El cruce del próximo miércoles entre Argentina e Inglaterra por un lugar en la final de la Copa del Mundo sumará un componente analítico que va más allá de la histórica rivalidad futbolística entre ambos países. Para esta semifinal del Mundial 2026, el cuerpo técnico liderado por Lionel Scaloni cuenta con una ventaja estratégica fundamentada en el día a día de sus futbolistas, ya que el núcleo principal de la estructura titular compite cada fin de semana en la Premier League, el mismo escenario donde se desempeñan la gran mayoría de los citados por el seleccionado británico.
El conocimiento directo de las características del rival se extiende desde el arco hasta la mitad de la cancha. Emiliano Martínez, afirmado en Aston Villa tras la obtención de la Europa League, comparte la habitualidad de la liga inglesa con los dos defensores centrales que componen la zaga de la Selección: Lisandro Martínez, referente del Manchester United, y Cristian Romero, pieza central de la estructura defensiva del Tottenham. Esta regularidad en el fútbol de máxima exigencia física les permite asimilar el ritmo de juego que propondrán los delanteros ingleses.

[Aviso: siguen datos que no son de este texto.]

// SPDX-FileCopyrightText: 2024 Foundation Devices, Inc. <hello@foundationdevices.com>
// SPDX-License-Identifier: GPL-3.0-or-later

//! RAM-backed peripherals for running the bootloader on a host.
//!
//! Serial lines are either scripted (all host bytes known up front) or piped
//! to a [`HostEnd`] that another thread drives with `std::io`.

use crate::flash::PageProgrammer;
use crate::hash::Sha256;
use crate::platform::{Board, Platform};
use crate::store::Eeprom;
use crate::watchdog::Watchdog;
use consts::{FLASH_SIZE, PAGE_SIZE};
use core::convert::Infallible;
use embedded_storage::nor_flash::{ErrorType, NorFlashErrorKind, ReadNorFlash};
use std::collections::VecDeque;
use std::sync::mpsc::{channel, Receiver, Sender, TryRecvError};

/// Flash erased to `0xFF`, programmed through a word-wide page buffer.
pub struct SimFlash {
    data: Vec<u8>,
    page_buffer: [u16; PAGE_SIZE / 2],
    fills: Vec<(u32, u16)>,
    commits: Vec<u32>,
    rww: bool,
    faulty: bool,
}

impl Default for SimFlash {
    fn default() -> Self {
        Self::new()
    }
}

impl SimFlash {
    pub fn new() -> Self {
        Self {
            data: vec![0xff; FLASH_SIZE as usize],
            page_buffer: [0xffff; PAGE_SIZE / 2],
            fills: Vec::new(),
            commits: Vec::new(),
            rww: true,
            faulty: false,
        }
    }

    /// Write raw bytes, bypassing the programmer.
    pub fn load(&mut self, addr: u32, bytes: &[u8]) {
        let start = addr as usize;
        self.data[start..start + bytes.len()].copy_from_slice(bytes);
    }

    pub fn contents(&self) -> &[u8] {
        &self.data
    }

    pub fn page(&self, addr: u32) -> &[u8] {
        &self.data[addr as usize..addr as usize + PAGE_SIZE]
    }

    /// Every `fill_word` call, in order.
    pub fn fills(&self) -> &[(u32, u16)] {
        &self.fills
    }

    /// Addresses of committed pages, in order.
    pub fn commits(&self) -> &[u32] {
        &self.commits
    }

    /// Make every following commit fail.
    pub fn set_faulty(&mut self, faulty: bool) {
        self.faulty = faulty;
    }

    fn check_page(&self, addr: u32) -> Result<usize, NorFlashErrorKind> {
        let start = addr as usize;
        if start % PAGE_SIZE != 0 {
            return Err(NorFlashErrorKind::NotAligned);
        }
        if start + PAGE_SIZE > self.data.len() {
            return Err(NorFlashErrorKind::OutOfBounds);
        }
        Ok(start)
    }
}

impl ErrorType for SimFlash {
    type Error = NorFlashErrorKind;
}

impl ReadNorFlash for SimFlash {
    const READ_SIZE: usize = 1;

    fn read(&mut self, offset: u32, bytes: &mut [u8]) -> Result<(), Self::Error> {
        if !self.rww {
            return Err(NorFlashErrorKind::Other);
        }
        let start = offset as usize;
        let end = start.checked_add(bytes.len()).ok_or(NorFlashErrorKind::OutOfBounds)?;
        if end > self.data.len() {
            return Err(NorFlashErrorKind::OutOfBounds);
        }
        bytes.copy_from_slice(&self.data[start..end]);
        Ok(())
    }

    fn capacity(&self) -> usize {
        self.data.len()
    }
}

impl PageProgrammer for SimFlash {
    fn erase_page(&mut self, addr: u32) -> Result<(), Self::Error> {
        let start = self.check_page(addr)?;
        self.data[start..start + PAGE_SIZE].fill(0xff);
        self.rww = false;
        Ok(())
    }

    fn fill_word(&mut self, addr: u32, word: u16) -> Result<(), Self::Error> {
        if addr % 2 != 0 {
            return Err(NorFlashErrorKind::NotAligned);
        }
        self.page_buffer[(addr as usize % PAGE_SIZE) / 2] = word;
        self.fills.push((addr, word));
        Ok(())
    }

    fn commit_page(&mut self, addr: u32) -> Result<(), Self::Error> {
        let start = self.check_page(addr)?;
        if self.faulty {
            return Err(NorFlashErrorKind::Other);
        }
        for (i, word) in self.page_buffer.iter().enumerate() {
            self.data[start + 2 * i..start + 2 * i + 2].copy_from_slice(&word.to_le_bytes());
        }
        self.page_buffer = [0xffff; PAGE_SIZE / 2];
        self.commits.push(addr);
        self.rww = false;
        Ok(())
    }

    fn enable_rww(&mut self) -> Result<(), Self::Error> {
        self.rww = true;
        Ok(())
    }
}

/// EEPROM erased to `0xFF`.
pub struct SimEeprom {
    data: Vec<u8>,
}

impl Default for SimEeprom {
    fn default() -> Self {
        Self::new()
    }
}

impl SimEeprom {
    pub const SIZE: usize = 1024;

    pub fn new() -> Self {
        Self {
            data: vec![0xff; Self::SIZE],
        }
    }
}

impl Eeprom for SimEeprom {
    fn read_byte(&mut self, offset: u16) -> u8 {
        self.data.get(offset as usize).copied().unwrap_or(0xff)
    }

    fn update_byte(&mut self, offset: u16, value: u8) {
        if let Some(cell) = self.data.get_mut(offset as usize) {
            *cell = value;
        }
    }
}

/// Device side of a serial line.
///
/// A scripted line reports end of stream once its input is used up. A piped
/// line does so when the [`HostEnd`] is dropped.
pub struct SimSerial {
    input: VecDeque<u8>,
    output: Vec<u8>,
    stalls: usize,
    rx: Option<Receiver<u8>>,
    tx: Option<Sender<u8>>,
}

impl SimSerial {
    pub fn new(input: &[u8]) -> Self {
        Self {
            input: input.iter().copied().collect(),
            output: Vec::new(),
            stalls: 0,
            rx: None,
            tx: None,
        }
    }

    /// Report "no data" for the next `polls` readiness checks.
    pub fn with_stalls(mut self, polls: usize) -> Self {
        self.stalls = polls;
        self
    }

    /// Everything the device wrote.
    pub fn output(&self) -> &[u8] {
        &self.output
    }

    pub fn remaining_input(&self) -> usize {
        self.input.len()
    }
}

/// Host side of a piped serial line.
pub struct HostEnd {
    rx: Receiver<u8>,
    tx: Sender<u8>,
}

/// A serial line whose host side is driven through `std::io`.
pub fn pipe() -> (SimSerial, HostEnd) {
    let (to_device, from_host) = channel();
    let (to_host, from_device) = channel();
    let device = SimSerial {
        input: VecDeque::new(),
        output: Vec::new(),
        stalls: 0,
        rx: Some(from_host),
        tx: Some(to_host),
    };
    let host = HostEnd {
        rx: from_device,
        tx: to_device,
    };
    (device, host)
}

impl embedded_io::ErrorType for SimSerial {
    type Error = Infallible;
}

impl embedded_io::ReadReady for SimSerial {
    fn read_ready(&mut self) -> Result<bool, Self::Error> {
        if self.stalls > 0 {
            self.stalls -= 1;
            return Ok(false);
        }
        if !self.input.is_empty() {
            return Ok(true);
        }
        match self.rx.as_ref().map(Receiver::try_recv) {
            Some(Ok(byte)) => {
                self.input.push_back(byte);
                Ok(true)
            }
            Some(Err(TryRecvError::Empty)) => {
                std::thread::yield_now();
                Ok(false)
            }
            Some(Err(TryRecvError::Disconnected)) | None => Ok(true),
        }
    }
}

impl embedded_io::Read for SimSerial {
    fn read(&mut self, buf: &mut [u8]) -> Result<usize, Self::Error> {
        if buf.is_empty() {
            return Ok(0);
        }
        if self.input.is_empty() {
            if let Some(byte) = self.rx.as_ref().and_then(|rx| rx.recv().ok()) {
                self.input.push_back(byte);
            }
        }
        let mut n = 0;
        while n < buf.len() {
            match self.input.pop_front() {
                Some(byte) => buf[n] = byte,
                None => break,
            }
            n += 1;
        }
        Ok(n)
    }
}

impl embedded_io::Write for SimSerial {
    fn write(&mut self, buf: &[u8]) -> Result<usize, Self::Error> {
        self.output.extend_from_slice(buf);
        if let Some(tx) = &self.tx {
            for byte in buf {
                let _ = tx.send(*byte);
            }
        }
        Ok(buf.len())
    }

    fn flush(&mut self) -> Result<(), Self::Error> {
        Ok(())
    }
}

impl std::io::Read for HostEnd {
    fn read(&mut self, buf: &mut [u8]) -> std::io::Result<usize> {
        if buf.is_empty() {
            return Ok(0);
        }
        match self.rx.recv() {
            Ok(byte) => {
                buf[0] = byte;
                Ok(1)
            }
            Err(_) => Ok(0),
        }
    }
}

impl std::io::Write for HostEnd {
    fn write(&mut self, buf: &[u8]) -> std::io::Result<usize> {
        for byte in buf {
            self.tx
                .send(*byte)
                .map_err(|_| std::io::Error::from(std::io::ErrorKind::BrokenPipe))?;
        }
        Ok(buf.len())
    }

    fn flush(&mut self) -> std::io::Result<()> {
        Ok(())
    }
}

/// Write-only capture of the debug line.
#[derive(Debug, Default)]
pub struct SimLine {
    output: Vec<u8>,
}

impl SimLine {
    pub fn new() -> Self {
        Self::default()
    }

    pub fn output(&self) -> &[u8] {
        &self.output
    }
}

impl embedded_io::ErrorType for SimLine {
    type Error = Infallible;
}

impl embedded_io::Write for SimLine {
    fn write(&mut self, buf: &[u8]) -> Result<usize, Self::Error> {
        self.output.extend_from_slice(buf);
        Ok(buf.len())
    }

    fn flush(&mut self) -> Result<(), Self::Error> {
        Ok(())
    }
}

/// Watchdog counting in polls instead of milliseconds: it expires after
/// `timeout` consecutive `expired()` checks without a pet.
#[derive(Debug, Default)]
pub struct SimWatchdog {
    timeout: Option<u32>,
    idle: u32,
    pets: usize,
    fired: bool,
}

impl SimWatchdog {
    pub fn new() -> Self {
        Self::default()
    }

    pub fn pets(&self) -> usize {
        self.pets
    }

    pub fn is_armed(&self) -> bool {
        self.timeout.is_some()
    }

    /// `true` once the countdown ran out, i.e. the device would have reset.
    pub fn fired(&self) -> bool {
        self.fired
    }
}

impl Watchdog for SimWatchdog {
    fn arm(&mut self, timeout_ms: u32) {
        self.timeout = Some(timeout_ms);
        self.idle = 0;
    }

    fn pet(&mut self) {
        self.idle = 0;
        self.pets += 1;
    }

    fn disarm(&mut self) {
        self.timeout = None;
    }

    fn expired(&mut self) -> bool {
        let Some(timeout) = self.timeout else {
            panic!("waiting for a disarmed watchdog");
        };
        self.idle += 1;
        if self.idle >= timeout {
            self.fired = true;
        }
        self.fired
    }
}

/// The simulated platform.
pub struct Sim;

impl Platform for Sim {
    type Host = SimSerial;
    type Debug = SimLine;
    type Flash = SimFlash;
    type Eeprom = SimEeprom;
    type Watchdog = SimWatchdog;
    type Hasher = Sha256;
}

impl Board<Sim> {
    /// Blank flash and EEPROM, with `host` as the host line.
    pub fn sim(host: SimSerial) -> Self {
        Board::new(
            host,
            SimLine::new(),
            SimFlash::new(),
            SimEeprom::new(),
            SimWatchdog::new(),
            Sha256,
        )
    }
}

La tendencia se replica en el sector de la gestación, donde los encargados de manejar los tiempos de Argentina también portan el ritmo de la Premier League. Enzo Fernández, consolidado con la cinta de capitán en el Chelsea, y Alexis Mac Allister, establecido en el Liverpool luego de su paso por Brighton, completan el bloque de futbolistas que enfrentan habitualmente a los integrantes del conjunto dirigido por Gareth Southgate. A este grupo se añaden opciones de recambio asentadas en el mismo medio, como Marcos Senesi, recientemente incorporado a las filas del Tottenham, y Valentín Barco, cuyo pase pertenece al Chelsea. Con un total de siete jugadores integrados al sistema de clubes inglés, la preparación del partido adquiere un matiz de familiaridad táctica que equilibra las cargas de cara a la definición en el torneo.